Depois desse primeiro casamento, realizado em 1993, a notícia de que existia uma pessoa na cidade que poderia celebrar casamentos em árabe se espalhou.
Em 10 anos, Marcelle conta ter feito mais de 1 mil cerimônias. Além dos casamentos, ela também passou a ajudar a comunidade em outros momentos, como, por exemplo, na hora de registrar seus filhos. “Eu dizia qual nome teria uma pronúncia boa em português e qual poderia causar momentos de bullying na escola”, conta Marcelle.
Mesmo com o desligamento do cartório da cidade em 2003, a libanesa continou sendo procurada para ser celebrante dos casamentos.
“Até 2020, enquanto eu ainda morava no Paraná, fiz milhares de casamentos, tanto da comunidade árabe, quanto de turistas de diferentes nacionalidades. As celebrações feitas em salões de festas e até em frente às cataratas não tinham mais valor jurídico. Entretanto, não deixaram de ter valor sentimental.”
Com a sensação de dever cumprido, a celebrante continuou todos esses anos trabalhando para casar a comunidade, seja no Brasil ou fora daqui. “Para mim, é muito gratificante poder ajudar minha comunidade. Sempre fui muito ligada ao Líbano emocionalmente, e dessa forma acabei servindo meu país, mesmo à distância. Nesse tempo, além dos casamentos em Foz e São Paulo, também já fiz no Paraguai e Argentina.”
Além de ser celebrante de casamentos, Marcelle também se orgulha de ser mestre de cerimônias. A facilidade em aprender novos idiomas a levou a estar à frente de eventos da Organização das Nações Unidas na China e Alemanha. Além do árabe, português e francês, que aprendeu na juventude, ela também é fluente em inglês e espanhol.

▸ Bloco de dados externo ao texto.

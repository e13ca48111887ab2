//! The composite fitting model and its evaluation.

use rayon::prelude::*;
use serde::{Serialize, Serializer};
use std::sync::Arc;

use crate::catalog::ModelDescriptor;
use crate::error::{Result, SasFitError};
use crate::kernels::{FormFactor, StructureFactor};
use crate::parameters::{Bounds, ParameterSet};
use crate::polydispersity::{PdSettings, PolydispersityConfig};

use super::RadiusEffectiveMode;

/// Conversion from (1e-6 Å⁻²)² Å³ to cm⁻¹.
const INTENSITY_UNITS: f64 = 1.0e-4;

/// Where a structure-factor argument comes from.
#[derive(Debug, Clone, Copy, PartialEq)]
pub(super) enum ArgSource {
    /// Index into the composite parameter vector
    Parameter(usize),
    /// Position in the form-factor argument list
    FormArg(usize),
}

#[derive(Debug, Clone, Copy, PartialEq)]
pub(super) enum WidthSource {
    Fixed(f64),
    Parameter(usize),
}

#[derive(Debug, Clone)]
pub(super) struct DispersedArg {
    pub arg: usize,
    pub settings: PdSettings,
    pub width: WidthSource,
    pub limits: Bounds,
}

/// Precomputed mapping from the flat parameter vector to kernel arguments.
#[derive(Debug, Clone)]
pub(super) struct EvalLayout {
    pub form: Arc<dyn FormFactor>,
    pub structure: Option<Arc<dyn StructureFactor>>,
    pub scale: usize,
    pub background: usize,
    pub form_args: Vec<usize>,
    pub structure_args: Vec<ArgSource>,
    pub dispersed: Vec<DispersedArg>,
}

/// A form factor, an optional structure factor and their merged parameters.
///
/// Built by [`compose`](super::compose); evaluation takes values in the order of
/// [`parameters`](CompositeModel::parameters).
#[derive(Debug, Clone, Serialize)]
pub struct CompositeModel {
    #[serde(serialize_with = "descriptor_name")]
    pub(super) form_factor: Arc<ModelDescriptor>,
    #[serde(serialize_with = "optional_descriptor_name")]
    pub(super) structure_factor: Option<Arc<ModelDescriptor>>,
    pub(super) radius_effective_mode: RadiusEffectiveMode,
    pub(super) parameters: ParameterSet,
    pub(super) polydispersity: PolydispersityConfig,
    /// Parameters whose value follows another parameter
    pub(super) linked: Vec<String>,
    #[serde(skip)]
    pub(super) layout: EvalLayout,
}

fn descriptor_name<S: Serializer>(
    d: &Arc<ModelDescriptor>,
    s: S,
) -> std::result::Result<S::Ok, S::Error> {
    s.serialize_str(&d.name)
}

fn optional_descriptor_name<S: Serializer>(
    d: &Option<Arc<ModelDescriptor>>,
    s: S,
) -> std::result::Result<S::Ok, S::Error> {
    match d {
        Some(d) => s.serialize_some(&d.name),
        None => s.serialize_none(),
    }
}

impl CompositeModel {
    pub fn form_factor(&self) -> &ModelDescriptor {
        &self.form_factor
    }

    pub fn structure_factor(&self) -> Option<&ModelDescriptor> {
        self.structure_factor.as_deref()
    }

    pub fn radius_effective_mode(&self) -> RadiusEffectiveMode {
        self.radius_effective_mode
    }

    /// Merged parameters, including fitted distribution widths.
    pub fn parameters(&self) -> &ParameterSet {
        &self.parameters
    }

    pub fn polydispersity(&self) -> &PolydispersityConfig {
        &self.polydispersity
    }

    pub fn linked_parameters(&self) -> &[String] {
        &self.linked
    }

    /// Display name such as `cylinder@hardsphere`.
    pub fn name(&self) -> String {
        match &self.structure_factor {
            Some(sf) => format!("{}@{}", self.form_factor.name, sf.name),
            None => self.form_factor.name.clone(),
        }
    }

    /// Current parameter values in evaluation order.
    pub fn values(&self) -> Vec<f64> {
        self.parameters.values()
    }

    /// Evaluate I(q) for every q.
    ///
    /// I(q) = scale · ⟨F²⟩ / ⟨V⟩ · S(q) + background, with the averages taken over the
    /// distribution points of every polydisperse parameter.
    ///
    /// # Arguments
    ///
    /// * `q` - Scattering vector magnitudes in 1/Å
    /// * `values` - Parameter values in the order of [`parameters`](Self::parameters)
    ///
    /// # Returns
    ///
    /// * Intensities in 1/cm, or an error if any value is not finite
    pub fn evaluate(&self, q: &[f64], values: &[f64]) -> Result<Vec<f64>> {
        if values.len() != self.parameters.len() {
            return Err(SasFitError::DimensionMismatch(format!(
                "Expected {} parameter values, got {}",
                self.parameters.len(),
                values.len()
            )));
        }

        let layout = &self.layout;
        let base: Vec<f64> = layout.form_args.iter().map(|&i| values[i]).collect();
        let grid = self.distribution_grid(&base, values);

        let volume: f64 = grid
            .iter()
            .map(|(w, args)| w * layout.form.form_volume(args))
            .sum();
        if !(volume.is_finite() && volume > 0.0) {
            return Err(SasFitError::FunctionEvaluation(format!(
                "{}: weighted particle volume is {volume}",
                self.name()
            )));
        }

        let structure_args: Vec<f64> = layout
            .structure_args
            .iter()
            .map(|source| match *source {
                ArgSource::Parameter(i) => values[i],
                ArgSource::FormArg(i) => base[i],
            })
            .collect();

        let scale = values[layout.scale];
        let background = values[layout.background];

        q.par_iter()
            .map(|&qi| {
                let mut form = 0.0;
                for (w, args) in &grid {
                    form += w * layout.form.form_squared(qi, args)?;
                }
                let structure = match &layout.structure {
                    Some(kernel) => kernel.structure(qi, &structure_args)?,
                    None => 1.0,
                };
                let intensity = scale * INTENSITY_UNITS * form / volume * structure + background;
                if intensity.is_finite() {
                    Ok(intensity)
                } else {
                    Err(SasFitError::FunctionEvaluation(format!(
                        "{}: non-finite intensity at q = {qi}",
                        self.name()
                    )))
                }
            })
            .collect()
    }

    /// Cartesian product of the distribution points of all dispersed arguments.
    fn distribution_grid(&self, base: &[f64], values: &[f64]) -> Vec<(f64, Vec<f64>)> {
        let mut grid = vec![(1.0, base.to_vec())];
        for dispersed in &self.layout.dispersed {
            let arg = dispersed.arg;
            let width = match dispersed.width {
                WidthSource::Fixed(w) => w,
                WidthSource::Parameter(i) => values[i],
            };
            let points = dispersed.settings.points(base[arg], width, dispersed.limits);
            grid = grid
                .into_iter()
                .flat_map(|(weight, args)| {
                    points.iter().map(move |&(x, px)| {
                        let mut args = args.clone();
                        args[arg] = x;
                        (weight * px, args)
                    })
                })
                .collect();
        }
        grid
    }
}
//! `sasfit`: serves the fitting operations as JSON lines on stdin/stdout.
//!
//! Logs go to stderr; set `RUST_LOG` to change the level (default `info`).

use std::sync::Arc;

use tokio::io::{AsyncBufReadExt, AsyncWriteExt, BufReader};
use tokio::sync::mpsc;
use tokio_util::sync::CancellationToken;
use tracing::{error, info};
use tracing_subscriber::EnvFilter;

use sasfit_rs::config::Config;
use sasfit_rs::context::Context;
use sasfit_rs::service;

#[tokio::main]
async fn main() -> Result<(), Box<dyn std::error::Error>> {
    tracing_subscriber::fmt()
        .with_env_filter(
            EnvFilter::try_from_default_env().unwrap_or_else(|_| EnvFilter::new("info")),
        )
        .with_writer(std::io::stderr)
        .init();

    let config = Config::from_env()?;
    info!(version = sasfit_rs::VERSION, ?config, "starting sasfit");
    let context = Arc::new(Context::new(config));

    let shutdown = CancellationToken::new();
    {
        let shutdown = shutdown.clone();
        tokio::spawn(async move {
            if tokio::signal::ctrl_c().await.is_ok() {
                info!("interrupt received; cancelling running fits");
                shutdown.cancel();
            }
        });
    }

    let (tx, mut rx) = mpsc::channel::<String>(64);
    let writer = tokio::spawn(async move {
        let mut stdout = tokio::io::stdout();
        while let Some(reply) = rx.recv().await {
            if let Err(e) = async {
                stdout.write_all(reply.as_bytes()).await?;
                stdout.write_all(b"\n").await?;
                stdout.flush().await
            }
            .await
            {
                error!(error = %e, "could not write reply");
                break;
            }
        }
    });

    let mut lines = BufReader::new(tokio::io::stdin()).lines();
    loop {
        let line = tokio::select! {
            _ = shutdown.cancelled() => break,
            line = lines.next_line() => line?,
        };
        let Some(line) = line else { break };
        if line.trim().is_empty() {
            continue;
        }

        // Requests run concurrently; each fit is cancelled on shutdown
        let context = Arc::clone(&context);
        let tx = tx.clone();
        let cancel = shutdown.child_token();
        tokio::spawn(async move {
            let reply = service::handle_line(&context, &line, cancel).await;
            if tx.send(reply).await.is_err() {
                error!("reply channel closed");
            }
        });
    }

    drop(tx);
    writer.await?;
    info!("stdin closed; exiting");
    Ok(())
}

História da libanesa no Brasil
Fugindo da guerra, Marcelle saiu do Líbano junto com a mãe e os três irmãos mais novos. O pai chegou três meses depois. Nos quatro primeiros anos, a família Ghieh viveu na casa dos avós maternos de Marcelle em Brasília, capital do Distrito Federal.
Quando eu tinha 16 anos, meu pai recebeu uma oportunidade de trabalho. Por isso nós nos mudamos novamente, dessa vez para Foz do Iguaçu, no Paraná. Desde o começo gostamos muito da cidade por causa da grande quantidade de imigrantes árabes que moravam lá. Eu pude continuar falando árabe e vivendo com outros imigrantes”, relembra Marcelle.
Próxima à sua comunidade, a adaptação com a comida e o clima também aconteceram de forma natural. “A partir do momento em que passei a celebrar os casamentos, me senti ainda mais acolhida pelos árabes que moram aqui. Somos muito hospitaleiros e receptivos. E acredito que, ao trabalhar como celebrante, posso a cada dia mais mostrar aos outros um pouco mais da minha cultura”, conta a libanesa.
Já na pandemia, a libanesa se mudou novamente, desta vez para São Paulo. Na cidade, ela ainda atua casando a comunidade árabe, além de outros estrangeiros que a procuram. “Pela proximidade que desenvolvi com os árabes de Foz, eu acabo voltando para essa cidade que me acolheu, pelo menos uma vez por mês. E posso dizer que ir para lá é como voltar para o Líbano, meu país natal”, diz a casamenteira.